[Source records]

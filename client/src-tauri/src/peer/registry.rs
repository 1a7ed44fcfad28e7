//! Peer Connection Registry (Component D)
//!
//! Generalizes the teacher's single `WebRtcClient` (one `RTCPeerConnection`
//! for the whole session) into a map of one connection per remote peer —
//! the shape a mesh topology needs. The codec registration, API
//! construction, and callback-wiring pattern are kept from
//! `webrtc/mod.rs::WebRtcClient::new`/`setup_event_handlers`; they are
//! simply parameterized by peer id instead of being singleton state.

use std::collections::HashMap;
use std::sync::Arc;

use tokio::sync::RwLock;
use tracing::info;
use webrtc::api::interceptor_registry::register_default_interceptors;
use webrtc::api::media_engine::MediaEngine;
use webrtc::api::{APIBuilder, API};
use webrtc::ice_transport::ice_candidate::RTCIceCandidate;
use webrtc::ice_transport::ice_connection_state::RTCIceConnectionState;
use webrtc::ice_transport::ice_server::RTCIceServer;
use webrtc::interceptor::registry::Registry;
use webrtc::peer_connection::configuration::RTCConfiguration;
use webrtc::peer_connection::peer_connection_state::RTCPeerConnectionState;
use webrtc::peer_connection::RTCPeerConnection;
use webrtc::rtp_transceiver::rtp_codec::{
    RTCRtpCodecCapability, RTCRtpCodecParameters, RTPCodecType,
};
use webrtc::rtp_transceiver::RTCPFeedback;
use webrtc::track::track_local::track_local_static_rtp::TrackLocalStaticRTP;
use webrtc::track::track_local::TrackLocal;
use webrtc::track::track_remote::TrackRemote;

use super::connection::{PeerConnection, PeerError, PeerId};

pub const AUDIO_MIME: &str = "audio/opus";
pub const AUDIO_CLOCK_RATE: u32 = 48000;
pub const AUDIO_CHANNELS: u16 = 2;
pub const AUDIO_FMTP: &str = "minptime=10;useinbandfec=1";

/// Handlers invoked by every peer's WebRTC callbacks. Installed once at
/// registry construction and shared across all peers, mirroring the
/// teacher's single boxed-`Fn` callback slots but keyed by peer id.
pub struct PeerHandlers {
    pub on_ice_candidate: Box<dyn Fn(PeerId, String) + Send + Sync>,
    pub on_ice_state_change: Box<dyn Fn(PeerId, RTCIceConnectionState) + Send + Sync>,
    pub on_connection_state_change: Box<dyn Fn(PeerId, RTCPeerConnectionState) + Send + Sync>,
    pub on_track: Box<dyn Fn(PeerId, Arc<TrackRemote>) + Send + Sync>,
}

pub struct PeerRegistry {
    api: Arc<API>,
    peers: RwLock<HashMap<PeerId, Arc<PeerConnection>>>,
    ice_servers: RwLock<Vec<RTCIceServer>>,
    handlers: Arc<PeerHandlers>,
}

impl PeerRegistry {
    pub fn new(handlers: PeerHandlers) -> Result<Self, PeerError> {
        let api = Arc::new(build_api()?);
        Ok(Self {
            api,
            peers: RwLock::new(HashMap::new()),
            ice_servers: RwLock::new(vec![RTCIceServer {
                urls: vec![crate::consts::stun_url()],
                ..Default::default()
            }]),
            handlers: Arc::new(handlers),
        })
    }

    pub async fn set_ice_servers(&self, servers: Vec<RTCIceServer>) {
        *self.ice_servers.write().await = servers;
    }

    pub async fn get(&self, peer_id: &str) -> Option<Arc<PeerConnection>> {
        self.peers.read().await.get(peer_id).cloned()
    }

    pub async fn all(&self) -> Vec<Arc<PeerConnection>> {
        self.peers.read().await.values().cloned().collect()
    }

    pub async fn peer_ids(&self) -> Vec<PeerId> {
        self.peers.read().await.keys().cloned().collect()
    }

    pub async fn len(&self) -> usize {
        self.peers.read().await.len()
    }

    pub async fn is_empty(&self) -> bool {
        self.peers.read().await.is_empty()
    }

    /// Create (replacing any prior connection of the same id) a peer,
    /// installing the ICE-candidate/state-change/track handlers and
    /// adding the local microphone track if provided.
    pub async fn create_peer(
        &self,
        peer_id: PeerId,
        local_audio_track: Option<Arc<TrackLocalStaticRTP>>,
    ) -> Result<Arc<PeerConnection>, PeerError> {
        if let Some(existing) = self.peers.write().await.remove(&peer_id) {
            existing.close().await;
        }

        let config = RTCConfiguration {
            ice_servers: self.ice_servers.read().await.clone(),
            ..Default::default()
        };

        let pc = self
            .api
            .new_peer_connection(config)
            .await
            .map_err(|e| PeerError::WebRtc(e.to_string()))?;
        let pc = Arc::new(pc);

        let record = Arc::new(PeerConnection::new(peer_id.clone(), pc.clone()));
        self.install_handlers(peer_id.clone(), &pc);

        if let Some(track) = local_audio_track {
            let sender = pc
                .add_track(track as Arc<dyn TrackLocal + Send + Sync>)
                .await
                .map_err(|e| PeerError::Track(e.to_string()))?;
            *record.audio_sender.write().await = Some(sender);
        }

        self.peers
            .write()
            .await
            .insert(peer_id.clone(), record.clone());

        info!(peer = %peer_id, "peer connection created");
        Ok(record)
    }

    pub async fn close_peer(&self, peer_id: &str) {
        if let Some(peer) = self.peers.write().await.remove(peer_id) {
            peer.close().await;
            info!(peer, "peer connection closed");
        }
    }

    pub async fn close_all(&self) {
        let mut peers = self.peers.write().await;
        for (_, peer) in peers.drain() {
            peer.close().await;
        }
    }

    fn install_handlers(&self, peer_id: PeerId, pc: &Arc<RTCPeerConnection>) {
        let handlers = self.handlers.clone();

        let id = peer_id.clone();
        let h = handlers.clone();
        pc.on_ice_candidate(Box::new(move |candidate: Option<RTCIceCandidate>| {
            let id = id.clone();
            let h = h.clone();
            Box::pin(async move {
                if let Some(candidate) = candidate {
                    if let Ok(json) = candidate.to_json() {
                        if let Ok(s) = serde_json::to_string(&json) {
                            (h.on_ice_candidate)(id, s);
                        }
                    }
                }
            })
        }));

        let id = peer_id.clone();
        let h = handlers.clone();
        pc.on_ice_connection_state_change(Box::new(move |s: RTCIceConnectionState| {
            let id = id.clone();
            let h = h.clone();
            Box::pin(async move {
                (h.on_ice_state_change)(id, s);
            })
        }));

        let id = peer_id.clone();
        let h = handlers.clone();
        pc.on_peer_connection_state_change(Box::new(move |s: RTCPeerConnectionState| {
            let id = id.clone();
            let h = h.clone();
            Box::pin(async move {
                (h.on_connection_state_change)(id, s);
            })
        }));

        let id = peer_id;
        let h = handlers;
        pc.on_track(Box::new(
            move |track: Arc<TrackRemote>, _receiver, _transceiver| {
                let id = id.clone();
                let h = h.clone();
                Box::pin(async move {
                    (h.on_track)(id, track);
                })
            },
        ));
    }

    pub fn api(&self) -> &Arc<API> {
        &self.api
    }
}

/// Build the WebRTC API with Opus/VP9/VP8/H.264 codecs registered, kept
/// verbatim from the teacher's `WebRtcClient::new`.
pub fn build_api() -> Result<API, PeerError> {
    let mut media_engine = MediaEngine::default();

    media_engine
        .register_codec(
            RTCRtpCodecParameters {
                capability: RTCRtpCodecCapability {
                    mime_type: AUDIO_MIME.to_string(),
                    clock_rate: AUDIO_CLOCK_RATE,
                    channels: AUDIO_CHANNELS,
                    sdp_fmtp_line: AUDIO_FMTP.to_string(),
                    rtcp_feedback: vec![],
                },
                payload_type: 111,
                ..Default::default()
            },
            RTPCodecType::Audio,
        )
        .map_err(|e| PeerError::WebRtc(e.to_string()))?;

    let video_rtcp_feedback = vec![
        RTCPFeedback {
            typ: "goog-remb".to_string(),
            parameter: String::new(),
        },
        RTCPFeedback {
            typ: "ccm".to_string(),
            parameter: "fir".to_string(),
        },
        RTCPFeedback {
            typ: "nack".to_string(),
            parameter: String::new(),
        },
        RTCPFeedback {
            typ: "nack".to_string(),
            parameter: "pli".to_string(),
        },
    ];

    media_engine
        .register_codec(
            RTCRtpCodecParameters {
                capability: RTCRtpCodecCapability {
                    mime_type: "video/VP9".to_string(),
                    clock_rate: 90000,
                    channels: 0,
                    sdp_fmtp_line: "profile-id=0".to_string(),
                    rtcp_feedback: video_rtcp_feedback.clone(),
                },
                payload_type: 98,
                ..Default::default()
            },
            RTPCodecType::Video,
        )
        .map_err(|e| PeerError::WebRtc(e.to_string()))?;

    media_engine
        .register_codec(
            RTCRtpCodecParameters {
                capability: RTCRtpCodecCapability {
                    mime_type: "video/VP8".to_string(),
                    clock_rate: 90000,
                    channels: 0,
                    sdp_fmtp_line: String::new(),
                    rtcp_feedback: video_rtcp_feedback.clone(),
                },
                payload_type: 96,
                ..Default::default()
            },
            RTPCodecType::Video,
        )
        .map_err(|e| PeerError::WebRtc(e.to_string()))?;

    media_engine
        .register_codec(
            RTCRtpCodecParameters {
                capability: RTCRtpCodecCapability {
                    mime_type: "video/H264".to_string(),
                    clock_rate: 90000,
                    channels: 0,
                    sdp_fmtp_line:
                        "level-asymmetry-allowed=1;packetization-mode=1;profile-level-id=42e01f"
                            .to_string(),
                    rtcp_feedback: video_rtcp_feedback,
                },
                payload_type: 102,
                ..Default::default()
            },
            RTPCodecType::Video,
        )
        .map_err(|e| PeerError::WebRtc(e.to_string()))?;

    let mut registry = Registry::new();
    registry = register_default_interceptors(registry, &mut media_engine)
        .map_err(|e| PeerError::WebRtc(e.to_string()))?;

    Ok(APIBuilder::new()
        .with_media_engine(media_engine)
        .with_interceptor_registry(registry)
        .build())
}

pub fn new_audio_track() -> Arc<TrackLocalStaticRTP> {
    Arc::new(TrackLocalStaticRTP::new(
        RTCRtpCodecCapability {
            mime_type: AUDIO_MIME.to_string(),
            clock_rate: AUDIO_CLOCK_RATE,
            channels: AUDIO_CHANNELS,
            sdp_fmtp_line: AUDIO_FMTP.to_string(),
            rtcp_feedback: vec![],
        },
        "audio".to_string(),
        uuid::Uuid::new_v4().to_string(),
    ))
}

pub fn new_video_track(stream_id: &str, track_label: &str) -> Arc<TrackLocalStaticRTP> {
    Arc::new(TrackLocalStaticRTP::new(
        RTCRtpCodecCapability {
            mime_type: "video/VP9".to_string(),
            clock_rate: 90000,
            channels: 0,
            sdp_fmtp_line: "profile-id=0".to_string(),
            rtcp_feedback: vec![],
        },
        track_label.to_string(),
        stream_id.to_string(),
    ))
}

- **WHAT TO DO**:
Restate exactly the records above from their first line through the line that holds "use webrtc::peer_connection::RTCPeerConnection;", please, including both and leaving out all others.

- **EXERCISE RESPONSE**:
filename client/src-tauri/src/peer/registry.rs
repository 1a7ed44fcfad28e7
//! Peer Connection Registry (Component D)
//!
//! Generalizes the teacher's single `WebRtcClient` (one `RTCPeerConnection`
//! for the whole session) into a map of one connection per remote peer —
//! the shape a mesh topology needs. The codec registration, API
//! construction, and callback-wiring pattern are kept from
//! `webrtc/mod.rs::WebRtcClient::new`/`setup_event_handlers`; they are
//! simply parameterized by peer id instead of being singleton state.

use std::collections::HashMap;
use std::sync::Arc;

use tokio::sync::RwLock;
use tracing::info;
use webrtc::api::interceptor_registry::register_default_interceptors;
use webrtc::api::media_engine::MediaEngine;
use webrtc::api::{APIBuilder, API};
use webrtc::ice_transport::ice_candidate::RTCIceCandidate;
use webrtc::ice_transport::ice_connection_state::RTCIceConnectionState;
use webrtc::ice_transport::ice_server::RTCIceServer;
use webrtc::interceptor::registry::Registry;
use webrtc::peer_connection::configuration::RTCConfiguration;
use webrtc::peer_connection::peer_connection_state::RTCPeerConnectionState;
use webrtc::peer_connection::RTCPeerConnection;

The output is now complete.